--- WHAT YOU NEED TO DO ---
Repeat exactly, and only, the lines of the entries below from the one with "url expires cannot" through the one with "use super::*;", both ends included.

*** Opening SUPPLIED RECORDS ***

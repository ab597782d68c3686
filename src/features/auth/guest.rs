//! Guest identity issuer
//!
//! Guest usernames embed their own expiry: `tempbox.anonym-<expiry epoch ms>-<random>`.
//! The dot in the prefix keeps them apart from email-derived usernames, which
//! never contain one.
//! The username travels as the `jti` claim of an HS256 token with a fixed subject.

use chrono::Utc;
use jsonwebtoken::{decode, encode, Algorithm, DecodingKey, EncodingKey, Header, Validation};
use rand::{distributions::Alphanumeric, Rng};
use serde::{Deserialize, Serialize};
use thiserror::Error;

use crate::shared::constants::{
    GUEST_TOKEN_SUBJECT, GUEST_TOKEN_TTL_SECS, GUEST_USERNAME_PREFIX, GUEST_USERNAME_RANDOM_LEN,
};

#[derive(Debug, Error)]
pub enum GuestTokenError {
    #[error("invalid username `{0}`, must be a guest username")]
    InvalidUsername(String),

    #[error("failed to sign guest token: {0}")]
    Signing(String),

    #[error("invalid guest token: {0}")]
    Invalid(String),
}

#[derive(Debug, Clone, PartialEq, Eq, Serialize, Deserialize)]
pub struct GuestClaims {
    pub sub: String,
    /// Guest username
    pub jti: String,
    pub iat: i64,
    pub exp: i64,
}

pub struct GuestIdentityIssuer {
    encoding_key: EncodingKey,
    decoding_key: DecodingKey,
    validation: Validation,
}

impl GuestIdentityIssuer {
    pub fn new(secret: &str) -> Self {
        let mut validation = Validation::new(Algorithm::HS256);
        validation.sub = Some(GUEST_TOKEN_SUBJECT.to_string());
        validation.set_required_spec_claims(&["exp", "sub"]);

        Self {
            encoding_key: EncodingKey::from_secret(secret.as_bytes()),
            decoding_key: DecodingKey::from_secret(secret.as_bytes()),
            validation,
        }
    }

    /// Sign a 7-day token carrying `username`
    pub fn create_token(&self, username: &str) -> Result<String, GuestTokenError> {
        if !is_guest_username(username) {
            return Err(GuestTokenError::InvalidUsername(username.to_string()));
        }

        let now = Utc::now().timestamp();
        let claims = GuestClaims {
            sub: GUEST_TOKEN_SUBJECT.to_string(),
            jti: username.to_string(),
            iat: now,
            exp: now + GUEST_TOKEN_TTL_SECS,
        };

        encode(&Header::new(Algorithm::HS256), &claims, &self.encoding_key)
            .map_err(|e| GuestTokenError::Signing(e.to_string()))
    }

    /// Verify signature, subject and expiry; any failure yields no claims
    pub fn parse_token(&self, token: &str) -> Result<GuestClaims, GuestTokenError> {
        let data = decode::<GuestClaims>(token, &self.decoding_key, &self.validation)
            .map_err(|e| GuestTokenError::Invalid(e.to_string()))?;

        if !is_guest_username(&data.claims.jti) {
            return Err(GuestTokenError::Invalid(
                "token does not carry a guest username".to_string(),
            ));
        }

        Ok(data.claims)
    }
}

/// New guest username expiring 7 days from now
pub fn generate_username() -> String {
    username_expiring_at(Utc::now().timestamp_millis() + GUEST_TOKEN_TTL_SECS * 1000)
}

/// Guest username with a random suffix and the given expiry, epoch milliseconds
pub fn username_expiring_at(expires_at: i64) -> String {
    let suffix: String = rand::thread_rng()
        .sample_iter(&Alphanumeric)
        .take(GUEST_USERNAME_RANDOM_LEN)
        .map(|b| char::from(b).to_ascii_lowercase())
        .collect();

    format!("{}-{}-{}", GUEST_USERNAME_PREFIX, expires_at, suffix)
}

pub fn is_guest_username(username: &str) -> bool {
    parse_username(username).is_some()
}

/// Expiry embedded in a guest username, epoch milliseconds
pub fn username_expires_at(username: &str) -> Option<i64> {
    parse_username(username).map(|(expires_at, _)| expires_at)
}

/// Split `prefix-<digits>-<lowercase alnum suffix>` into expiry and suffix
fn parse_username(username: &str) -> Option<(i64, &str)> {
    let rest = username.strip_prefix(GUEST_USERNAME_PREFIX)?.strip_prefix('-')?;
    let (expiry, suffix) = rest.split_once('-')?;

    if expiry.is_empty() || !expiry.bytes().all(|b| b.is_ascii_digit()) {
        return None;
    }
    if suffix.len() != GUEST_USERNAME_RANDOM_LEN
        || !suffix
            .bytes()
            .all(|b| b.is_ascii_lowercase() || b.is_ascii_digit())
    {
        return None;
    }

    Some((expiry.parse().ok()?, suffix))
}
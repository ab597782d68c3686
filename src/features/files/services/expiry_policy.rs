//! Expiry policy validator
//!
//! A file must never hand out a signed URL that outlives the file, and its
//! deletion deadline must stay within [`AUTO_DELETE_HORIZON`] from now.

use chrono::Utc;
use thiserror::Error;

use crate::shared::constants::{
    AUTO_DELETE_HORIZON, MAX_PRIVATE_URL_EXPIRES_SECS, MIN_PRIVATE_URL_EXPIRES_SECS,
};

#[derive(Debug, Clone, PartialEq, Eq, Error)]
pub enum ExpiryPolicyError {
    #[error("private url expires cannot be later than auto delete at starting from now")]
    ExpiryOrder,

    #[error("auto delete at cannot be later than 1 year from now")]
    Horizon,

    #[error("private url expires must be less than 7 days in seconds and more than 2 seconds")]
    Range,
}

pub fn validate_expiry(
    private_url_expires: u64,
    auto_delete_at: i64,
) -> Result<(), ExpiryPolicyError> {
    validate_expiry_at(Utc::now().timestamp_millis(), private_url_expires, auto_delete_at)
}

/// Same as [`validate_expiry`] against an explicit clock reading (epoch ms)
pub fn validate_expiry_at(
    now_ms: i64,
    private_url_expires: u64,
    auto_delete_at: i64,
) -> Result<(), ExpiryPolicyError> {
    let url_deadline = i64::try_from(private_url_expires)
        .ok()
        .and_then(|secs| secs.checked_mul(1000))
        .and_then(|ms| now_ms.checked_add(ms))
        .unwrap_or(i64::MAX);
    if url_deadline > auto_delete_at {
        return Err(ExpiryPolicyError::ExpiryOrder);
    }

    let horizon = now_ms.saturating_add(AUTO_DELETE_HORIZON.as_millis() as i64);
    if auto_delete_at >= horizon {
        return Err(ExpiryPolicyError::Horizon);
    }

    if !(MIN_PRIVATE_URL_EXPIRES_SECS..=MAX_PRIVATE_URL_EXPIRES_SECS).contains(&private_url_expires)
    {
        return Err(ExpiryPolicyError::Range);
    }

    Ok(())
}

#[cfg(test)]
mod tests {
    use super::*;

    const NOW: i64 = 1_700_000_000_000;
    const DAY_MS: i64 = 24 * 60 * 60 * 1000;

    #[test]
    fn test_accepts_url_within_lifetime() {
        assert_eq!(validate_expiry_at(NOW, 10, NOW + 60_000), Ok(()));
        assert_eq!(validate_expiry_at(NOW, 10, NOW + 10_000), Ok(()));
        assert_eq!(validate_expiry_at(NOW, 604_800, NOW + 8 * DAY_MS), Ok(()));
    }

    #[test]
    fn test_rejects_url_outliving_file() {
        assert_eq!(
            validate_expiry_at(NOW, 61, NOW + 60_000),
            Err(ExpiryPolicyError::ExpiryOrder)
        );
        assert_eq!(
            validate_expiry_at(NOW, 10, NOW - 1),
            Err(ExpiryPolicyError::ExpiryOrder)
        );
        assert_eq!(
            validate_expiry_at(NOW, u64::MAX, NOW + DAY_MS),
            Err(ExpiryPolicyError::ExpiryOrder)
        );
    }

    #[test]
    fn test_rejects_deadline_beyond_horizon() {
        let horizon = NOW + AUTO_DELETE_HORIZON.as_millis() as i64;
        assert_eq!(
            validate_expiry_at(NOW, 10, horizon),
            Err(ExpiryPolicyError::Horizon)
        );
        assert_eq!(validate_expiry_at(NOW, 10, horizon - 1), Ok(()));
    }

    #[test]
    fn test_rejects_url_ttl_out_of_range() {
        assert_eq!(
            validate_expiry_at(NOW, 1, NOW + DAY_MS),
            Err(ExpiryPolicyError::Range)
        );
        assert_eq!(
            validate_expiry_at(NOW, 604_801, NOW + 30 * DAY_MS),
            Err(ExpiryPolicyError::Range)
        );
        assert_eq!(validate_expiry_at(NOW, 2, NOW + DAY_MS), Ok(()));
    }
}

*** Closing SUPPLIED RECORDS ***

--- EXERCISE SOLUTION ---
    #[error("private url expires cannot be later than auto delete at starting from now")]
    ExpiryOrder,

    #[error("auto delete at cannot be later than 1 year from now")]
    Horizon,

    #[error("private url expires must be less than 7 days in seconds and more than 2 seconds")]
    Range,
}

pub fn validate_expiry(
    private_url_expires: u64,
    auto_delete_at: i64,
) -> Result<(), ExpiryPolicyError> {
    validate_expiry_at(Utc::now().timestamp_millis(), private_url_expires, auto_delete_at)
}

/// Same as [`validate_expiry`] against an explicit clock reading (epoch ms)
pub fn validate_expiry_at(
    now_ms: i64,
    private_url_expires: u64,
    auto_delete_at: i64,
) -> Result<(), ExpiryPolicyError> {
    let url_deadline = i64::try_from(private_url_expires)
        .ok()
        .and_then(|secs| secs.checked_mul(1000))
        .and_then(|ms| now_ms.checked_add(ms))
        .unwrap_or(i64::MAX);
    if url_deadline > auto_delete_at {
        return Err(ExpiryPolicyError::ExpiryOrder);
    }

    let horizon = now_ms.saturating_add(AUTO_DELETE_HORIZON.as_millis() as i64);
    if auto_delete_at >= horizon {
        return Err(ExpiryPolicyError::Horizon);
    }

    if !(MIN_PRIVATE_URL_EXPIRES_SECS..=MAX_PRIVATE_URL_EXPIRES_SECS).contains(&private_url_expires)
    {
        return Err(ExpiryPolicyError::Range);
    }

    Ok(())
}

#[cfg(test)]
mod tests {
    use super::*;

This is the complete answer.